(Supplied data)

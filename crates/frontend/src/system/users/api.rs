use contracts::shared::error::ApiError;
use contracts::shared::query::{Order, TableQuery};
use contracts::system::roles::{AssignRoleDto, Role};
use contracts::system::users::{UpdateProfileDto, UserProfile};

use crate::shared::rest;

/// Profiles with their role assignments, newest first (key `admin-users`)
pub async fn fetch_users() -> Result<Vec<UserProfile>, ApiError> {
    let query = TableQuery::from("profiles")
        .select(UserProfile::COLUMNS)
        .order("created_at", Order::Desc);
    rest::select(&query).await
}

pub async fn update_profile(user_id: &str, dto: &UpdateProfileDto) -> Result<(), ApiError> {
    rest::update_eq("profiles", "id", user_id, dto).await
}

/// Replace every assignment of the user with `role`
pub async fn replace_role(user_id: &str, role: Role) -> Result<(), ApiError> {
    rest::delete_eq("user_roles", "user_id", user_id).await?;
    let dto = AssignRoleDto {
        user_id: user_id.to_string(),
        role,
    };
    rest::insert("user_roles", &dto).await
}

/// Remove the user's roles, then the profile itself
pub async fn delete_user(user_id: &str) -> Result<(), ApiError> {
    rest::delete_eq("user_roles", "user_id", user_id).await?;
    rest::delete_eq("profiles", "id", user_id).await
}
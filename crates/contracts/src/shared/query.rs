//! Query strings for the backend's auto-generated table API
//!
//! The table API takes its whole request description in the URL:
//! `select=` projection, `column=op.value` filters, `order=column.dir`,
//! `limit=` and, for upserts, `on_conflict=`.
//!
//! # Example
//! ```rust
//! use contracts::shared::query::{Order, TableQuery};
//!
//! let q = TableQuery::from("suppliers")
//!     .select("*")
//!     .order("created_at", Order::Desc);
//! assert_eq!(q.to_query_string(), "select=*&order=created_at.desc");
//! ```

/// Sort direction
#[derive(Debug, Clone, Copy, PartialEq, Eq)]
pub enum Order {
    Asc,
    Desc,
}

impl Order {
    fn as_str(&self) -> &'static str {
        match self {
            Order::Asc => "asc",
            Order::Desc => "desc",
        }
    }
}

/// Row filter operator
#[derive(Debug, Clone, Copy, PartialEq, Eq)]
pub enum FilterOp {
    Eq,
    Lt,
}

impl FilterOp {
    fn as_str(&self) -> &'static str {
        match self {
            FilterOp::Eq => "eq",
            FilterOp::Lt => "lt",
        }
    }
}

#[derive(Debug, Clone, PartialEq)]
struct Filter {
    column: String,
    op: FilterOp,
    value: String,
}

/// Description of one request against a table
#[derive(Debug, Clone, PartialEq)]
pub struct TableQuery {
    table: String,
    select: Option<String>,
    filters: Vec<Filter>,
    order: Option<(String, Order)>,
    limit: Option<usize>,
    on_conflict: Option<String>,
}

impl TableQuery {
    pub fn from(table: &str) -> Self {
        Self {
            table: table.to_string(),
            select: None,
            filters: Vec::new(),
            order: None,
            limit: None,
            on_conflict: None,
        }
    }

    /// Column projection; whitespace is stripped so multi-line lists can be used
    pub fn select(mut self, columns: &str) -> Self {
        let compact: String = columns.chars().filter(|c| !c.is_whitespace()).collect();
        self.select = Some(compact);
        self
    }

    pub fn eq(mut self, column: &str, value: impl ToString) -> Self {
        self.filters.push(Filter {
            column: column.to_string(),
            op: FilterOp::Eq,
            value: value.to_string(),
        });
        self
    }

    pub fn lt(mut self, column: &str, value: impl ToString) -> Self {
        self.filters.push(Filter {
            column: column.to_string(),
            op: FilterOp::Lt,
            value: value.to_string(),
        });
        self
    }

    pub fn order(mut self, column: &str, order: Order) -> Self {
        self.order = Some((column.to_string(), order));
        self
    }

    pub fn limit(mut self, limit: usize) -> Self {
        self.limit = Some(limit);
        self
    }

    /// Conflict target for upserts
    pub fn on_conflict(mut self, column: &str) -> Self {
        self.on_conflict = Some(column.to_string());
        self
    }

    pub fn table(&self) -> &str {
        &self.table
    }

    pub fn has_filters(&self) -> bool {
        !self.filters.is_empty()
    }

    pub fn to_query_string(&self) -> String {
        let mut parts = Vec::new();
        if let Some(select) = &self.select {
            parts.push(format!("select={}", select));
        }
        for f in &self.filters {
            parts.push(format!(
                "{}={}.{}",
                urlencoding::encode(&f.column),
                f.op.as_str(),
                urlencoding::encode(&f.value)
            ));
        }
        if let Some((column, order)) = &self.order {
            parts.push(format!("order={}.{}", column, order.as_str()));
        }
        if let Some(limit) = self.limit {
            parts.push(format!("limit={}", limit));
        }
        if let Some(column) = &self.on_conflict {
            parts.push(format!("on_conflict={}", column));
        }
        parts.join("&")
    }

    /// Path below the backend URL, e.g. `/rest/v1/products?select=*`
    pub fn path(&self) -> String {
        let qs = self.to_query_string();
        if qs.is_empty() {
            format!("/rest/v1/{}", self.table)
        } else {
            format!("/rest/v1/{}?{}", self.table, qs)
        }
    }
}

/// Total row count from a `Content-Range` header (`0-9/42`, `*/42`)
pub fn parse_content_range_total(header: &str) -> Option<u64> {
    let (_, total) = header.trim().rsplit_once('/')?;
    total.parse::<u64>().ok()
}

#[cfg(test)]
mod tests {
    use super::*;

    #[test]
    fn test_role_lookup_query() {
        let q = TableQuery::from("user_roles")
            .select("role")
            .eq("user_id", "7f0c")
            .limit(1);
        assert_eq!(q.path(), "/rest/v1/user_roles?select=role&user_id=eq.7f0c&limit=1");
    }

    #[test]
    fn test_multiline_projection_is_compacted() {
        let q = TableQuery::from("profiles").select(
            "
            id,
            full_name,
            user_roles ( id, role )
            ",
        );
        assert_eq!(q.to_query_string(), "select=id,full_name,user_roles(id,role)");
    }

    #[test]
    fn test_filter_values_are_encoded() {
        let q = TableQuery::from("sales_orders").eq("status", "on hold&x");
        assert_eq!(q.to_query_string(), "status=eq.on%20hold%26x");
    }

    #[test]
    fn test_lt_order_and_conflict() {
        let q = TableQuery::from("inventory")
            .lt("current_stock", 10)
            .order("created_at", Order::Asc)
            .on_conflict("user_id");
        assert_eq!(
            q.to_query_string(),
            "current_stock=lt.10&order=created_at.asc&on_conflict=user_id"
        );
        assert!(q.has_filters());
    }

    #[test]
    fn test_bare_table_path() {
        assert_eq!(TableQuery::from("products").path(), "/rest/v1/products");
    }

    #[test]
    fn test_content_range() {
        assert_eq!(parse_content_range_total("0-9/42"), Some(42));
        assert_eq!(parse_content_range_total("*/0"), Some(0));
        assert_eq!(parse_content_range_total("*/*"), None);
        assert_eq!(parse_content_range_total("garbage"), None);
    }
}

(End Supplied data)

Your objective | Gather each line from the entries above that includes the word "status".

Worked solution |
        let q = TableQuery::from("sales_orders").eq("status", "on hold&x");
        assert_eq!(q.to_query_string(), "status=eq.on%20hold%26x");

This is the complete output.